• **Your instructions**
Give back a single number: the count of lines in the data that contain the string "Create".

• **Data shown**

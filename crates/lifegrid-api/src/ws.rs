//! `WebSocket` stream of completed generations.
//!
//! Clients connect to `GET /ws/generations` and receive one JSON
//! [`StepSummary`] frame per installed generation. A client that falls
//! behind the broadcast buffer skips to the newest summary instead of
//! replaying stale ones. Incoming frames other than ping and close are
//! ignored.

use std::sync::Arc;

use axum::extract::ws::{Message, WebSocket};
use axum::extract::{State, WebSocketUpgrade};
use axum::response::IntoResponse;
use lifegrid_types::StepSummary;
use tokio::sync::broadcast::error::RecvError;
use tracing::{debug, warn};

use crate::state::AppState;

/// Upgrade to a `WebSocket` and stream step summaries.
///
/// # Route
///
/// `GET /ws/generations`
pub async fn ws_generations(
    ws: WebSocketUpgrade,
    State(state): State<Arc<AppState>>,
) -> impl IntoResponse {
    ws.on_upgrade(|socket| stream_generations(socket, state))
}

/// Encode a summary as a text frame.
fn summary_frame(summary: &StepSummary) -> Option<Message> {
    match serde_json::to_string(summary) {
        Ok(json) => Some(Message::Text(json.into())),
        Err(e) => {
            warn!(generation = summary.generation, error = %e, "failed to encode step summary");
            None
        }
    }
}

async fn stream_generations(mut socket: WebSocket, state: Arc<AppState>) {
    let mut rx = state.subscribe();
    debug!("generation stream opened");

    let reason = loop {
        tokio::select! {
            received = rx.recv() => match received {
                Ok(summary) => {
                    let Some(frame) = summary_frame(&summary) else {
                        continue;
                    };
                    if socket.send(frame).await.is_err() {
                        break "send failed";
                    }
                }
                Err(RecvError::Lagged(skipped)) => {
                    debug!(skipped, "generation stream lagged");
                }
                Err(RecvError::Closed) => break "broadcast closed",
            },
            incoming = socket.recv() => match incoming {
                None | Some(Ok(Message::Close(_))) => break "client closed",
                Some(Err(_)) => break "socket error",
                Some(Ok(Message::Ping(payload))) => {
                    if socket.send(Message::Pong(payload)).await.is_err() {
                        break "pong failed";
                    }
                }
                Some(Ok(_)) => {}
            },
        }
    };

    debug!(reason, "generation stream closed");
}

#[cfg(test)]
#[allow(clippy::unwrap_used, clippy::panic)]
mod tests {
    use chrono::Utc;

    use super::*;

    #[test]
    fn frame_is_summary_json() {
        let summary = StepSummary {
            generation: 4,
            tracked: 30,
            alive: 3,
            births: 2,
            deaths: 2,
            duration_ms: 0,
            completed_at: Utc::now(),
        };
        let Some(Message::Text(text)) = summary_frame(&summary) else {
            panic!("summary should encode as a text frame");
        };
        let decoded: StepSummary = serde_json::from_str(text.as_str()).unwrap();
        assert_eq!(decoded, summary);
    }
}
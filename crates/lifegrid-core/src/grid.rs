//! The plain, unshared cell mapping.
//!
//! [`Grid`] is what a generation *is*: a position-keyed map of every
//! tracked cell. It has no locking of its own. The shared handle lives in
//! [`crate::store::CellStore`]; the neighbor counter, frontier expander,
//! and step engine all operate on a `Grid` borrowed for one call.
//!
//! Keying by [`Position`] makes the one-cell-per-position invariant
//! structural: inserting at an occupied position replaces the occupant.

use std::collections::HashMap;

use lifegrid_types::{Cell, Position};

/// A snapshot contained two cells at the same position.
#[derive(Debug, Clone, Copy, PartialEq, Eq, thiserror::Error)]
#[error("duplicate cell at {0}")]
pub struct DuplicatePosition(pub Position);

/// Position-keyed mapping of every tracked cell in one generation.
#[derive(Debug, Clone, Default, PartialEq, Eq)]
pub struct Grid {
    cells: HashMap<Position, Cell>,
}

impl Grid {
    /// Create an empty grid.
    pub fn new() -> Self {
        Self::default()
    }

    /// Create an empty grid with room for `capacity` cells.
    pub fn with_capacity(capacity: usize) -> Self {
        Self {
            cells: HashMap::with_capacity(capacity),
        }
    }

    /// Build a grid from cells that must not share positions.
    ///
    /// # Errors
    ///
    /// Returns [`DuplicatePosition`] for the first repeated position.
    pub fn from_unique_cells(cells: impl IntoIterator<Item = Cell>) -> Result<Self, DuplicatePosition> {
        let mut grid = Self::new();
        for cell in cells {
            if grid.upsert(cell).is_some() {
                return Err(DuplicatePosition(cell.position()));
            }
        }
        Ok(grid)
    }

    /// Insert `cell`, replacing whatever was tracked at its position.
    ///
    /// Returns the replaced cell, if any.
    pub fn upsert(&mut self, cell: Cell) -> Option<Cell> {
        self.cells.insert(cell.position(), cell)
    }

    /// The cell tracked at `position`.
    pub fn get(&self, position: Position) -> Option<&Cell> {
        self.cells.get(&position)
    }

    /// Whether any cell, alive or dead, is tracked at `position`.
    pub fn contains(&self, position: Position) -> bool {
        self.cells.contains_key(&position)
    }

    /// Whether a live cell is tracked at `position`.
    pub fn is_alive(&self, position: Position) -> bool {
        self.cells.get(&position).is_some_and(|cell| cell.alive)
    }

    /// Number of tracked cells.
    pub fn len(&self) -> usize {
        self.cells.len()
    }

    /// Whether nothing is tracked.
    pub fn is_empty(&self) -> bool {
        self.cells.is_empty()
    }

    /// Number of live cells.
    pub fn alive_count(&self) -> usize {
        self.cells.values().filter(|cell| cell.alive).count()
    }

    /// Iterate over every tracked cell in unspecified order.
    pub fn iter(&self) -> impl Iterator<Item = &Cell> {
        self.cells.values()
    }

    /// Copy out every tracked cell, alive and dead.
    pub fn all_tracked(&self) -> Vec<Cell> {
        self.cells.values().copied().collect()
    }

    /// Copy out the live cells only.
    pub fn alive_only(&self) -> Vec<Cell> {
        self.cells.values().filter(|cell| cell.alive).copied().collect()
    }
}

impl FromIterator<Cell> for Grid {
    /// Later cells replace earlier ones at the same position.
    fn from_iter<I: IntoIterator<Item = Cell>>(iter: I) -> Self {
        let mut grid = Self::new();
        for cell in iter {
            grid.upsert(cell);
        }
        grid
    }
}

#[cfg(test)]
#[allow(clippy::unwrap_used)]
mod tests {
    use lifegrid_types::Color;

    use super::*;

    const RED: Color = Color::new(255, 0, 0);
    const BLUE: Color = Color::new(0, 0, 255);

    #[test]
    fn upsert_replaces_same_position() {
        let mut grid = Grid::new();
        assert!(grid.upsert(Cell::dead(Position::new(1, 1), RED)).is_none());
        let replaced = grid.upsert(Cell::alive(Position::new(1, 1), BLUE));

        assert_eq!(replaced, Some(Cell::dead(Position::new(1, 1), RED)));
        assert_eq!(grid.len(), 1);
        let cell = grid.get(Position::new(1, 1)).unwrap();
        assert!(cell.alive);
        assert_eq!(cell.color(), BLUE);
    }

    #[test]
    fn alive_only_filters_placeholders() {
        let mut grid = Grid::new();
        grid.upsert(Cell::alive(Position::new(0, 0), RED));
        grid.upsert(Cell::dead(Position::new(0, 1), RED));
        grid.upsert(Cell::dead(Position::new(1, 0), RED));

        assert_eq!(grid.len(), 3);
        assert_eq!(grid.all_tracked().len(), 3);
        assert_eq!(grid.alive_count(), 1);
        let alive = grid.alive_only();
        assert_eq!(alive, vec![Cell::alive(Position::new(0, 0), RED)]);
        assert!(grid.is_alive(Position::new(0, 0)));
        assert!(!grid.is_alive(Position::new(0, 1)));
        assert!(!grid.is_alive(Position::new(9, 9)));
    }

    #[test]
    fn from_unique_cells_rejects_duplicates() {
        let cells = vec![
            Cell::alive(Position::new(2, 3), RED),
            Cell::dead(Position::new(4, 4), RED),
            Cell::dead(Position::new(2, 3), BLUE),
        ];
        let err = Grid::from_unique_cells(cells).unwrap_err();
        assert_eq!(err, DuplicatePosition(Position::new(2, 3)));
    }

    #[test]
    fn collect_keeps_last_cell_per_position() {
        let grid: Grid = vec![
            Cell::alive(Position::new(0, 0), RED),
            Cell::dead(Position::new(0, 0), BLUE),
        ]
        .into_iter()
        .collect();
        assert_eq!(grid.len(), 1);
        assert!(!grid.is_alive(Position::new(0, 0)));
    }
}
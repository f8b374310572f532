//! Error types for the engine binary.
//!
//! [`EngineError`] wraps every failure that can abort startup, giving
//! `main` a single error type to propagate with `?`. Persistence failures
//! never reach it; they are logged and recovered where they occur.

/// Top-level error for the engine binary.
#[derive(Debug, thiserror::Error)]
pub enum EngineError {
    /// Configuration loading failed.
    #[error("config error: {source}")]
    Config {
        /// The underlying config error.
        #[from]
        source: lifegrid_core::config::ConfigError,
    },

    /// The HTTP server failed to start.
    #[error("server error: {source}")]
    Server {
        /// The underlying startup error.
        #[from]
        source: lifegrid_api::startup::StartupError,
    },
}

• **Exercise result**
2